It's something I still have to figure out.
Some of you may be harboring delusions that I am a writer. I am most definitely not a writer. You have to believe me. You have probably read some of my posts in this blog, and have actually clicked on the Post a Comment link or have made a glorious decision to hit the Close button altogether because I have cut you short of all the goodness in life from my frequent blah state which I translate into words – and for that matter I apologize. Then again, I’m just blogging so please don’t take offense, as if I’m bringing on the Armageddon.
Okay, I was once news editor of our quasi school circulation in High School. I was tasked to do the job basically because no one can be as obsessive-compulsive with correct grammar as I do, but then I also get departures from my own OC behavior. I love to hear people talk, and try to correct anything problematic whenever there is a chance, but I also enjoy reading scribbles – then I proofread them. My teacher discovered this bit of talent of mine, and then she recommended me to join the Journalism Club upon which I took a dinky diagnostic exam and then poof! I became news editor! Then I was burdened with stacks of paperwork for me to bring home which effectively annoyed the hell out of me. You don’t know how hard it is to proofread simple fifty-cent sentences; by simple I mean retarded. I’m serious. I just find it all the more annoying the fact that those so-called correspondents were able to make it to the screening, and they seemed to connive with each other because majority of their submitted article drafts had one revolving main topic. Then I used red ink – bloody-red Pilot V5 sign pen I much preferred – to encircle, underline all seemingly gawky sentences, and make equally infuriating remarks about their atrocious grammatical and syntax errors by the time I have reached the “###” sign which means Nothing Follows or the end of an article. (“End” here means “put to a stop” although it sounds much more fun to just terminate the writer once and for all, ha ha!)
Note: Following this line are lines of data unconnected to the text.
// Copyright 2025 The Rustux Authors
//
// Use of this source code is governed by a MIT-style
// license that can be found in the LICENSE file or at
// https://opensource.org/licenses/MIT

//! Page Fault Handling
//!
//! Every protection fault the crate cares about goes through [`resolve`],
//! whichever way it arrives:
//!
//! - **Hardware**: the SIGSEGV/SIGBUS handler installed by
//!   [`install_handler`] catches native accesses through raw pointers. The
//!   access kind is inferred from the page protection.
//! - **Checked**: the context's `read`/`write` path checks each page's
//!   protection the way the MMU would and resolves would-be faults with the
//!   real access kind.
//!
//! # Design
//!
//! - **Lookup first**: an address outside every guard record is never ours;
//!   it stays fatal
//! - **Owner decides the trap**: store-owned records raise
//!   `OutOfBoundsAccess`, mapping-owned records raise `ReadOnlyViolation`
//! - **No allocation**: everything reachable from the handler works on
//!   preallocated state; errors carried out of it are plain values
//! - **No re-entry**: the handler refuses the state lock if the faulting
//!   thread already holds it
//!
//! On the hardware path only `Resumed` lets the instruction restart. Traps
//! and unclassified faults are reported on stderr, the previous disposition
//! is restored and the fault is re-raised.

use core::ffi::c_void;
use core::{mem, ptr};
use std::io;

use libc::c_int;
use spin::Once;

use crate::debug::fault_print;
use crate::err::{Error, Result};
use crate::types::{StoreId, VAddr};
use crate::vm::guard::{GuardPolicy, Owner};
use crate::vm::layout::{Access, Prot};
use crate::vm::stats::FaultStats;
use crate::vm::{cow, mapping, Context, State};
use crate::log_debug;

/// ============================================================================
/// Resolution
/// ============================================================================

/// Outcome of resolving one fault
#[derive(Debug)]
pub enum Resolution {
    /// Fault handled; the access can be retried and will succeed
    Resumed,

    /// Intentional trap, surfaced to the caller
    Trap(Error),

    /// The fault was ours but resolving it failed
    Failed(Error),

    /// No guard record covers the address
    Unclassified,
}

/// Error raised by a trapping record
fn trap_error(owner: Owner, addr: VAddr) -> Error {
    match owner {
        Owner::Store(_) => Error::OutOfBoundsAccess { addr },
        Owner::Mapping(_) => Error::ReadOnlyViolation { addr },
    }
}

/// Resolve a fault at `addr`
///
/// # Arguments
///
/// * `state` - Locked context state
/// * `stats` - Counters to update
/// * `addr` - Faulting address
/// * `access` - Kind of the faulting access
pub(crate) fn resolve(state: &mut State, stats: &FaultStats, addr: VAddr, access: Access) -> Resolution {
    stats.record_fault();

    let record = match state.guards.lookup(addr) {
        Some(record) => *record,
        None => {
            stats.record_unclassified();
            return Resolution::Unclassified;
        }
    };

    let resolution = match (record.policy, record.owner) {
        (GuardPolicy::TrapAlways, owner) => Resolution::Trap(trap_error(owner, addr)),
        (GuardPolicy::TrapOnWrite, owner) if access == Access::Write => {
            Resolution::Trap(trap_error(owner, addr))
        }
        (GuardPolicy::TrapOnWrite, Owner::Mapping(id)) => {
            mapping::resolve_read(&mut state.mappings, &mut state.stores, stats, id, addr)
        }
        (GuardPolicy::TrackDirty, Owner::Mapping(id)) => {
            mapping::resolve_dirty(&mut state.mappings, &mut state.stores, stats, id, addr, access)
        }
        (GuardPolicy::CopyOnWriteThenAllow, Owner::Store(id)) => {
            cow::resolve(&mut state.stores, stats, id, addr, access)
        }
        _ => Resolution::Unclassified,
    };

    match resolution {
        Resolution::Trap(_) => stats.record_trap(),
        Resolution::Unclassified => stats.record_unclassified(),
        _ => {}
    }
    resolution
}

/// Store whose pages hold `addr`, if a guard record covers it
fn store_at(state: &State, addr: VAddr) -> Option<StoreId> {
    match state.guards.lookup(addr)?.owner {
        Owner::Store(id) => Some(id),
        Owner::Mapping(id) => state.mappings.get(id).ok().map(|m| m.store()),
    }
}

/// Current protection of the page holding `addr`
///
/// Uncommitted and unknown pages read as inaccessible.
fn prot_at(state: &State, addr: VAddr) -> Prot {
    store_at(state, addr)
        .and_then(|id| state.stores.get(id).ok())
        .and_then(|store| {
            let offset = store.offset_of(addr)?;
            store.page_prot(store.page_of(offset))
        })
        .unwrap_or(Prot::empty())
}

/// OS error number behind a resolution failure, 0 if there is none
///
/// `io::Error`'s own `Display` may allocate, so the handler prints this
/// instead.
fn failure_errno(err: &Error) -> c_int {
    match err {
        Error::PageIn { source, .. } | Error::Protect { source, .. } => source.raw_os_error().unwrap_or(0),
        _ => 0,
    }
}

/// Resolve a hardware fault raised on the current thread
fn resolve_hardware(ctx: &Context, addr: VAddr) -> Resolution {
    let mut state = match ctx.state.lock_from_fault() {
        Some(state) => state,
        None => return Resolution::Unclassified,
    };
    let access = Access::infer(prot_at(&state, addr));
    resolve(&mut state, &ctx.stats, addr, access)
}

/// ============================================================================
/// Signal Handler
/// ============================================================================

/// Signals raised by protection faults
const FAULT_SIGNALS: [c_int; 2] = [libc::SIGSEGV, libc::SIGBUS];

/// Dispositions in place before ours, indexed like `FAULT_SIGNALS`
static PREVIOUS: Once<[libc::sigaction; 2]> = Once::new();

#[cfg(any(target_os = "linux", target_os = "android"))]
unsafe fn fault_address(info: *const libc::siginfo_t) -> VAddr {
    (*info).si_addr() as VAddr
}

#[cfg(not(any(target_os = "linux", target_os = "android")))]
unsafe fn fault_address(info: *const libc::siginfo_t) -> VAddr {
    (*info).si_addr as VAddr
}

/// Put back the disposition that was active before `install_handler`
fn restore_previous(signo: c_int) {
    let previous = PREVIOUS
        .get()
        .zip(FAULT_SIGNALS.iter().position(|&s| s == signo))
        .map(|(actions, index)| actions[index])
        .filter(|action| action.sa_sigaction != libc::SIG_IGN);

    // SAFETY: sigaction/signal are async-signal-safe and the action is a
    // copy of one the kernel gave us.
    unsafe {
        match previous {
            Some(action) => {
                libc::sigaction(signo, &action, ptr::null_mut());
            }
            None => {
                libc::signal(signo, libc::SIG_DFL);
            }
        }
    }
}

/// SIGSEGV/SIGBUS handler
///
/// A trap in native code cannot become an error at the faulting call site
/// without unwinding through the signal frame, so every outcome except
/// `Resumed` ends the process. Hosts wanting recoverable traps go through
/// the context's checked accessors.
extern "C" fn handle_fault(signo: c_int, info: *mut libc::siginfo_t, _ucontext: *mut c_void) {
    // SAFETY: SA_SIGINFO handlers always receive a valid siginfo.
    let addr = unsafe { fault_address(info) };

    let resolution = match crate::vm::context() {
        Some(ctx) => resolve_hardware(ctx, addr),
        None => Resolution::Unclassified,
    };

    match resolution {
        Resolution::Resumed => return,
        Resolution::Trap(err) => {
            fault_print(format_args!("wamem: {} in native code (signal {})\n", err, signo));
        }
        Resolution::Failed(err) => {
            fault_print(format_args!(
                "wamem: cannot resolve fault at {:#x} (status {}, errno {})\n",
                addr,
                err.as_raw(),
                failure_errno(&err)
            ));
        }
        Resolution::Unclassified => {
            fault_print(format_args!("wamem: unclassified fault at {:#x} (signal {})\n", addr, signo));
        }
    }

    // Returning re-executes the instruction under the restored disposition.
    restore_previous(signo);
}

/// Install the process-wide fault handler
///
/// Only the first call touches the signal dispositions.
pub(crate) fn install_handler() -> Result {
    PREVIOUS.try_call_once(|| {
        // SAFETY: zeroed sigaction structs are valid "no handler" values.
        let mut previous: [libc::sigaction; 2] = unsafe { mem::zeroed() };

        for (slot, &signo) in previous.iter_mut().zip(FAULT_SIGNALS.iter()) {
            // SAFETY: the action points to a handler with the SA_SIGINFO
            // signature and outlives the call.
            let rc = unsafe {
                let mut action: libc::sigaction = mem::zeroed();
                action.sa_sigaction = handle_fault
                    as extern "C" fn(c_int, *mut libc::siginfo_t, *mut c_void)
                    as libc::sighandler_t;
                action.sa_flags = libc::SA_SIGINFO | libc::SA_ONSTACK;
                libc::sigemptyset(&mut action.sa_mask);
                libc::sigaction(signo, &action, slot)
            };
            if rc != 0 {
                return Err(Error::HandlerInstall(io::Error::last_os_error()));
            }
        }

        log_debug!("fault handler installed for SIGSEGV and SIGBUS");
        Ok(previous)
    })?;
    Ok(())
}
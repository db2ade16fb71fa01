//! Persistence of browser storage state.
//!
//! Cookies are saved to and restored from a JSON file whose name is
//! derived from the session title, so several logins can keep separate
//! cookie jars side by side.

use anyhow::{Context, Result};
use serde::{Deserialize, Serialize};
use std::path::{Path, PathBuf};
use tracing::{debug, info};

/// Default state file name when no session title is given.
const DEFAULT_STATE_FILE: &str = "Fidelity.json";

/// Snapshot of the browser's cookie jar.
#[derive(Debug, Clone, Default, Serialize, Deserialize)]
pub struct StorageState {
    #[serde(default)]
    pub cookies: Vec<serde_json::Value>,
}

/// Path of the state file for a session title under `profile_dir`.
pub fn state_file_path(profile_dir: &Path, title: Option<&str>) -> PathBuf {
    match title {
        Some(title) => profile_dir.join(format!("Fidelity_{title}.json")),
        None => profile_dir.join(DEFAULT_STATE_FILE),
    }
}

/// Resolve the state file path and create it (holding `{}`) if absent.
pub fn prepare_state_file(profile_dir: &Path, title: Option<&str>) -> Result<PathBuf> {
    let profile_dir = std::path::absolute(profile_dir)
        .with_context(|| format!("Failed to resolve profile path {}", profile_dir.display()))?;
    let path = state_file_path(&profile_dir, title);

    if !path.exists() {
        if let Some(parent) = path.parent() {
            std::fs::create_dir_all(parent)
                .with_context(|| format!("Failed to create {}", parent.display()))?;
        }
        std::fs::write(&path, "{}")
            .with_context(|| format!("Failed to create state file {}", path.display()))?;
        info!(path = %path.display(), "Created empty session state file");
    }

    Ok(path)
}

/// Save storage state to a JSON file.
pub fn save_state(state: &StorageState, path: &Path) -> Result<()> {
    let json = serde_json::to_string_pretty(state).context("Failed to serialise storage state")?;

    std::fs::write(path, &json)
        .with_context(|| format!("Failed to write state to {}", path.display()))?;

    debug!(path = %path.display(), cookies = state.cookies.len(), "Storage state saved");
    Ok(())
}

/// Load storage state from a JSON file.
/// Returns None if the file doesn't exist.
pub fn load_state(path: &Path) -> Result<Option<StorageState>> {
    if !path.exists() {
        return Ok(None);
    }

    let json = std::fs::read_to_string(path)
        .with_context(|| format!("Failed to read state from {}", path.display()))?;

    let state: StorageState = serde_json::from_str(&json)
        .with_context(|| format!("Failed to parse state from {}", path.display()))?;

    debug!(path = %path.display(), cookies = state.cookies.len(), "Storage state loaded");
    Ok(Some(state))
}

// ---------------------------------------------------------------------------
// Tests
// ---------------------------------------------------------------------------

#[cfg(test)]
mod tests {
    use super::*;

    fn temp_dir() -> PathBuf {
        let mut p = std::env::temp_dir();
        p.push(format!("fidelity_state_test_{}", uuid::Uuid::new_v4()));
        p
    }

    #[test]
    fn test_state_file_path_with_title() {
        let p = state_file_path(Path::new("/profiles"), Some("alice"));
        assert_eq!(p, PathBuf::from("/profiles/Fidelity_alice.json"));
    }

    #[test]
    fn test_state_file_path_default() {
        let p = state_file_path(Path::new("/profiles"), None);
        assert_eq!(p, PathBuf::from("/profiles/Fidelity.json"));
    }

    #[test]
    fn test_prepare_creates_empty_file() {
        let dir = temp_dir().join("nested");
        let path = prepare_state_file(&dir, Some("bob")).unwrap();
        assert!(path.exists());
        assert_eq!(std::fs::read_to_string(&path).unwrap(), "{}");

        // An empty object parses as a state with no cookies.
        let loaded = load_state(&path).unwrap().unwrap();
        assert!(loaded.cookies.is_empty());

        std::fs::remove_dir_all(dir.parent().unwrap()).unwrap();
    }

    #[test]
    fn test_prepare_keeps_existing_file() {
        let dir = temp_dir();
        std::fs::create_dir_all(&dir).unwrap();
        let path = state_file_path(&dir, None);
        std::fs::write(&path, r#"{"cookies":[{"name":"a","value":"1"}]}"#).unwrap();

        let prepared = prepare_state_file(&dir, None).unwrap();
        let loaded = load_state(&prepared).unwrap().unwrap();
        assert_eq!(loaded.cookies.len(), 1);

        std::fs::remove_dir_all(&dir).unwrap();
    }

    #[test]
    fn test_save_and_load() {
        let dir = temp_dir();
        std::fs::create_dir_all(&dir).unwrap();
        let path = dir.join("state.json");
        let state = StorageState {
            cookies: vec![serde_json::json!({ "name": "SESSION", "value": "xyz", "domain": ".fidelity.com" })],
        };
        save_state(&state, &path).unwrap();

        let loaded = load_state(&path).unwrap().unwrap();
        assert_eq!(loaded.cookies[0]["name"], "SESSION");

        std::fs::remove_dir_all(&dir).unwrap();
    }

    #[test]
    fn test_load_nonexistent() {
        let loaded = load_state(Path::new("/tmp/fidelity_nonexistent_state_12345.json")).unwrap();
        assert!(loaded.is_none());
    }
}
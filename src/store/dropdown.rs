//! Parsing of the transfer page's account dropdown.
//!
//! Option texts look like `Individual (Z12345678)` or
//! `ROTH IRA (123456789)`. Anything else (placeholders, external bank
//! accounts) is ignored.

use std::sync::OnceLock;

use regex::Regex;

/// One account observed in the dropdown.
#[derive(Debug, Clone, PartialEq)]
pub struct DropdownEntry {
    pub account: String,
    pub nickname: String,
    /// Present only when the balance cell was scraped for this option.
    pub withdrawal_balance: Option<f64>,
}

fn account_re() -> &'static Regex {
    static RE: OnceLock<Regex> = OnceLock::new();
    RE.get_or_init(|| Regex::new(r"\(((?:Z|\d)\d{6,})\)").expect("hardcoded regex"))
}

fn nickname_re() -> &'static Regex {
    static RE: OnceLock<Regex> = OnceLock::new();
    RE.get_or_init(|| Regex::new(r"^(.+?)\(").expect("hardcoded regex"))
}

/// Split an option text into `(account_number, nickname)`.
///
/// The account number is a `Z` or digit followed by at least six more
/// digits, inside parentheses. Both parts must be present.
pub fn parse_option_text(text: &str) -> Option<(String, String)> {
    let account = account_re().captures(text)?.get(1)?.as_str().to_string();
    let nickname = nickname_re().captures(text)?.get(1)?.as_str().trim().to_string();
    if nickname.is_empty() {
        return None;
    }
    Some((account, nickname))
}

/// Parse a currency cell such as `$1,234.56`.
pub fn parse_balance_cell(text: &str) -> Option<f64> {
    let cleaned: String = text
        .trim()
        .chars()
        .filter(|c| *c != '$' && *c != ',')
        .collect();
    cleaned.parse().ok()
}

#[cfg(test)]
mod tests {
    use super::*;

    #[test]
    fn test_parse_brokerage_option() {
        let (acct, nick) = parse_option_text("Individual (Z12345678)").unwrap();
        assert_eq!(acct, "Z12345678");
        assert_eq!(nick, "Individual");
    }

    #[test]
    fn test_parse_numeric_option() {
        let (acct, nick) = parse_option_text("ROTH IRA 3 (123456789)").unwrap();
        assert_eq!(acct, "123456789");
        assert_eq!(nick, "ROTH IRA 3");
    }

    #[test]
    fn test_parse_rejects_short_or_missing_numbers() {
        assert!(parse_option_text("Select an account").is_none());
        assert!(parse_option_text("Checking (12345)").is_none());
        assert!(parse_option_text("(Z12345678)").is_none());
        assert!(parse_option_text("Bank (X12345678)").is_none());
    }

    #[test]
    fn test_parse_balance_cell() {
        assert_eq!(parse_balance_cell("$1,234.56"), Some(1234.56));
        assert_eq!(parse_balance_cell(" $0.00 "), Some(0.0));
        assert_eq!(parse_balance_cell("--"), None);
    }
}
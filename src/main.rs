//! Fidelity Automation
//!
//! Entry point. Loads `.env` and the optional config file, initialises
//! structured logging, then runs the interactive menu once per credential
//! set in `FIDELITY`, strictly one after another.

use anyhow::Result;
use tracing::{error, info};

use fidelity_automation::config::{AppConfig, Credentials};
use fidelity_automation::shell::{self, prompt::prompt_yes_no};

const BANNER: &str = r#"
 _____ _     _      _ _ _
|  ___(_) __| | ___| (_) |_ _   _
| |_  | |/ _` |/ _ \ | | __| | | |
|  _| | | (_| |  __/ | | |_| |_| |
|_|   |_|\__,_|\___|_|_|\__|\__, |
                            |___/
  Brokerage automation v0.1.0
"#;

#[tokio::main]
async fn main() -> Result<()> {
    // Load .env file if present (non-fatal if missing)
    let _ = dotenv::dotenv();

    let cfg = AppConfig::load_or_default()?;
    init_logging();

    let credentials = Credentials::from_env()?;

    println!("{BANNER}");
    println!("Welcome to Fidelity Automation!");
    info!(
        logins = credentials.len(),
        headless = cfg.browser.headless,
        save_state = cfg.session.save_state,
        "Starting up"
    );

    for (i, creds) in credentials.iter().enumerate() {
        println!("\nProcessing account: {}...", creds.masked_username());

        if let Err(e) = shell::run_credential_set(&cfg, creds).await {
            let reason = format!("{e:#}");
            error!(user = %creds.masked_username(), error = %reason, "Session ended with an error");
            println!("\nError: {reason}");
        }

        let more = i + 1 < credentials.len();
        if more && !prompt_yes_no("Continue to next account?")? {
            break;
        }
    }

    println!("\nThank you for using Fidelity Automation!");
    Ok(())
}

/// Initialise the tracing subscriber.
///
/// Uses `RUST_LOG` for filtering (defaults to `fidelity_automation=info`).
/// Set `FIDELITY_LOG_JSON=1` for JSON output.
fn init_logging() {
    use tracing_subscriber::{fmt, EnvFilter};

    let env_filter = EnvFilter::try_from_default_env()
        .unwrap_or_else(|_| EnvFilter::new("fidelity_automation=info"));

    let json_logging = std::env::var("FIDELITY_LOG_JSON").is_ok();

    if json_logging {
        fmt()
            .json()
            .with_env_filter(env_filter)
            .with_target(true)
            .with_thread_ids(true)
            .init();
    } else {
        fmt()
            .with_env_filter(env_filter)
            .with_target(true)
            .init();
    }
}
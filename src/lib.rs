//! Fidelity brokerage automation.
//!
//! Library crate exposing all modules for use by integration tests
//! and the binary entry point.

pub mod actions;
pub mod browser;
pub mod config;
pub mod login;
pub mod positions;
pub mod retry;
pub mod session;
pub mod shell;
pub mod storage;
pub mod store;
pub mod totp;
pub mod types;
//! Monthly statement downloads from the documents hub.

use std::fmt;
use std::path::PathBuf;
use std::str::FromStr;

use anyhow::Result;
use thiserror::Error;
use tracing::{debug, info};

use super::{FidelitySession, DOCHUB_URL};
use crate::browser::Locator;

/// Month names as the documents hub spells them.
const MONTH_LABELS: [&str; 12] = [
    "Jan", "Feb", "March", "April", "May", "June", "July", "Aug", "Sep", "Oct", "Nov", "Dec",
];

#[derive(Debug, Error, PartialEq)]
#[error("expected a statement period as MM/YYYY, got {input:?}")]
pub struct InvalidPeriod {
    input: String,
}

/// A statement month, parsed from `MM/YYYY`.
#[derive(Debug, Clone, Copy, PartialEq, Eq)]
pub struct StatementPeriod {
    month: u32,
    year: u32,
}

impl StatementPeriod {
    pub fn new(month: u32, year: u32) -> Result<Self, InvalidPeriod> {
        if !(1..=12).contains(&month) || !(1000..=9999).contains(&year) {
            return Err(InvalidPeriod {
                input: format!("{month:02}/{year}"),
            });
        }
        Ok(Self { month, year })
    }

    pub fn parse(input: &str) -> Result<Self, InvalidPeriod> {
        let invalid = || InvalidPeriod {
            input: input.to_string(),
        };
        let (month, year) = input.trim().split_once('/').ok_or_else(invalid)?;
        if year.len() != 4 {
            return Err(invalid());
        }
        let month = month.parse().map_err(|_| invalid())?;
        let year = year.parse().map_err(|_| invalid())?;
        Self::new(month, year).map_err(|_| invalid())
    }

    pub fn month(&self) -> u32 {
        self.month
    }

    pub fn year(&self) -> u32 {
        self.year
    }

    /// Row label prefix on the documents hub, e.g. `March 2024`.
    pub fn label(&self) -> String {
        let name = self
            .month
            .checked_sub(1)
            .and_then(|i| MONTH_LABELS.get(i as usize))
            .copied()
            .unwrap_or("?");
        format!("{name} {}", self.year)
    }

    fn row_name(&self) -> String {
        format!("{} — Statement (pdf)", self.label())
    }
}

impl FromStr for StatementPeriod {
    type Err = InvalidPeriod;

    fn from_str(s: &str) -> Result<Self, Self::Err> {
        Self::parse(s)
    }
}

impl fmt::Display for StatementPeriod {
    fn fmt(&self, f: &mut fmt::Formatter<'_>) -> fmt::Result {
        write!(f, "{:02}/{}", self.month, self.year)
    }
}

impl FidelitySession {
    /// Download the statement for `period` into the working directory and
    /// return its path.
    pub async fn download_prev_statement(&mut self, period: StatementPeriod) -> Result<PathBuf> {
        self.page.wait_for_load_state(self.cfg.timeouts.loading()).await?;
        self.page.goto(DOCHUB_URL).await?;
        self.wait_for_loading().await?;

        let row = Locator::role_named("row", &period.row_name());
        self.page
            .click(&row.locate(Locator::label("download statement")))
            .await?;

        self.page.begin_download();
        self.page
            .click(&Locator::role_named("menuitem", "Download as PDF"))
            .await?;
        let download = self
            .page
            .wait_for_download(self.cfg.timeouts.long_loading())
            .await?;

        let dest = std::env::current_dir()?.join(&download.suggested_filename);
        download.save_as(&dest)?;

        // The PDF opens a viewer tab alongside the download.
        let closed = self.page.close_other_pages().await?;
        debug!(closed, "Closed statement popups");
        info!(%period, path = %dest.display(), "Statement downloaded");
        Ok(dest)
    }
}

#[cfg(test)]
mod tests {
    use super::*;

    #[test]
    fn test_parse_period() {
        let p = StatementPeriod::parse("03/2024").unwrap();
        assert_eq!((p.month(), p.year()), (3, 2024));
        assert_eq!(p, StatementPeriod::new(3, 2024).unwrap());
        assert_eq!(p.label(), "March 2024");
        assert_eq!(p.to_string(), "03/2024");
    }

    #[test]
    fn test_site_month_spelling() {
        assert_eq!(StatementPeriod::new(1, 2023).unwrap().label(), "Jan 2023");
        assert_eq!(StatementPeriod::new(7, 2023).unwrap().label(), "July 2023");
        assert_eq!(StatementPeriod::new(9, 2023).unwrap().label(), "Sep 2023");
    }

    #[test]
    fn test_row_name() {
        let p: StatementPeriod = "12/2023".parse().unwrap();
        assert_eq!(p.row_name(), "Dec 2023 — Statement (pdf)");
    }

    #[test]
    fn test_label_never_panics_on_out_of_range_month() {
        let zero = StatementPeriod { month: 0, year: 2024 };
        assert_eq!(zero.label(), "? 2024");
        let thirteen = StatementPeriod { month: 13, year: 2024 };
        assert_eq!(thirteen.label(), "? 2024");
        assert!(StatementPeriod::new(0, 2024).is_err());
        assert!(StatementPeriod::new(13, 2024).is_err());
    }

    #[test]
    fn test_invalid_periods() {
        for bad in ["13/2024", "00/2024", "3-2024", "03/24", "ab/2024", ""] {
            assert!(StatementPeriod::parse(bad).is_err(), "{bad} should be rejected");
        }
    }
}
//! Bounded retry with exponential backoff.

use std::time::Duration;

use crate::config::RetryConfig;

/// Upper bound for a single backoff sleep.
const MAX_BACKOFF: Duration = Duration::from_secs(30);

#[derive(Debug, Clone, PartialEq)]
pub struct RetryPolicy {
    /// Total attempts, including the first one.
    pub max_attempts: u32,
    pub initial_backoff: Duration,
    pub multiplier: f64,
    pub max_backoff: Duration,
}

impl Default for RetryPolicy {
    fn default() -> Self {
        Self::from(&RetryConfig::default())
    }
}

impl From<&RetryConfig> for RetryPolicy {
    fn from(cfg: &RetryConfig) -> Self {
        Self {
            max_attempts: cfg.max_attempts.max(1),
            initial_backoff: Duration::from_millis(cfg.initial_backoff_ms),
            multiplier: if cfg.backoff_multiplier.is_finite() && cfg.backoff_multiplier >= 1.0 {
                cfg.backoff_multiplier
            } else {
                1.0
            },
            max_backoff: MAX_BACKOFF,
        }
    }
}

impl RetryPolicy {
    /// Sleep before attempt `attempt` (1-based). Attempt 1 never waits.
    pub fn backoff_for(&self, attempt: u32) -> Duration {
        if attempt <= 1 {
            return Duration::ZERO;
        }
        let factor = self.multiplier.powi((attempt - 2).min(64) as i32);
        let secs = self.initial_backoff.as_secs_f64() * factor;
        if !secs.is_finite() || secs >= self.max_backoff.as_secs_f64() {
            return self.max_backoff;
        }
        Duration::from_secs_f64(secs)
    }

    /// Whether another attempt is allowed after `attempt` failed.
    pub fn should_retry(&self, attempt: u32) -> bool {
        attempt < self.max_attempts
    }
}

#[cfg(test)]
mod tests {
    use super::*;

    #[test]
    fn test_backoff_schedule() {
        let p = RetryPolicy::default();
        assert_eq!(p.max_attempts, 3);
        assert_eq!(p.backoff_for(1), Duration::ZERO);
        assert_eq!(p.backoff_for(2), Duration::from_secs(2));
        assert_eq!(p.backoff_for(3), Duration::from_secs(4));
        assert_eq!(p.backoff_for(4), Duration::from_secs(8));
    }

    #[test]
    fn test_backoff_is_capped() {
        let p = RetryPolicy::default();
        assert_eq!(p.backoff_for(20), MAX_BACKOFF);
        assert_eq!(p.backoff_for(u32::MAX), MAX_BACKOFF);
    }

    #[test]
    fn test_attempts_are_bounded() {
        let p = RetryPolicy::default();
        assert!(p.should_retry(1));
        assert!(p.should_retry(2));
        assert!(!p.should_retry(3));
    }

    #[test]
    fn test_config_sanitized() {
        let p = RetryPolicy::from(&RetryConfig {
            max_attempts: 0,
            initial_backoff_ms: 100,
            backoff_multiplier: f64::NAN,
        });
        assert_eq!(p.max_attempts, 1);
        assert!(!p.should_retry(1));
        assert_eq!(p.backoff_for(5), Duration::from_millis(100));
    }
}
Apart from my being a pestilential toad to aspiring paper writers, I was also the undisputed champion in our Spelling quiz bees. From freshman to senior year in high school, no single soul had overthrown me from my seat as the title holder for Spelling. There were some who made fatal attempts to oust me. They failed – basically because I didn’t and wouldn’t let them win, nya ha ha. This was how I studied for the quiz bee: I take out two humongous World Book Dictionaries, my Merriam-Webster Thesaurus, and then I try to read and understand every word entry. This was a grueling task for it required patience, time, and effort, not to mention the proper way of ignoring the tranquilizing effects of reading. I don’t memorize, by the way; it would be hellish.
Then I went to UP and took up units in English. This feat effectively changed my perspective over my fondness in the language. I stupidly assumed that College English was no better than High School English, and by the end of the semester I was rewarded with a very wonderful dramatic grade of 3.0. I nearly flunked this course because I was bad at term papers. I don’t really hate the way the course was handled, but it was a factor. Plus I am horrible at systematic writing, you know, following specific rules and stuff. But I discovered the wonders of term paper writing – actually, it was more of a need – when two of my professors in two major subjects in Speech made a brilliant idea to require the class to submit somewhat a baby thesis with specific prerequisites. I almost ripped my skin off, and crawled and slithered on a bed of salt. But it paid off; I didn’t get a grade lower than 1.75. (A “2” would freak me out, actually.)
Then I started to do blogging. This makes perfect sense because I once loathed writing articles and journals yet I’m clacking away to do posts like this. And then I would come across good bloggers who were mistaken with my writing style. Honestly I don’t know what a writing style is – I got a 3.0 in English, remember? There is no need for comparison to other well-renowned writers and/or bloggers; just to reiterate my disclaimer, I am not a writer. I usually write the way I want to express things in usual everyday conversations. As with the issue of highfalutin vocabulary, I think it’s a product of too much reading. You know, the more words you ingest, the more it will get stuck inside you like a piece of bubble gum entangled on your hair. Thesauri and dictionaries can help, too. The sad thing on my part is that I lost my thesaurus somewhere in the vast plains of my room, our dictionary is too bulky to be hauled out from the shelf, and it took me years to discover the meaning of Shift+F7. I’m not kidding.
Now if you are going to ask me for advice, I’m afraid I’m the wrong person to inquire. I can’t even help myself with my problem in coherence, much less to assist you on how to be an effective writer. Maybe we could just put it this way. If your goal in life is to write, then go ahead, no one’s stopping you, but you have to be 120.936099% sure that you really want to be a [good] writer. Listen to what’s in your head. It could be telling you something, but which should not be mistaken with “Satan told me to kill people” kind of voice. Write what you know. Pure unembellished facts could be possible but that would be boring. You have to preempt that readers would want something warped and funny, or something tragic and lachrymal. And be careful with plagiarism.
Again, just write what you know. If you don’t know anything, then you got yourself a problem.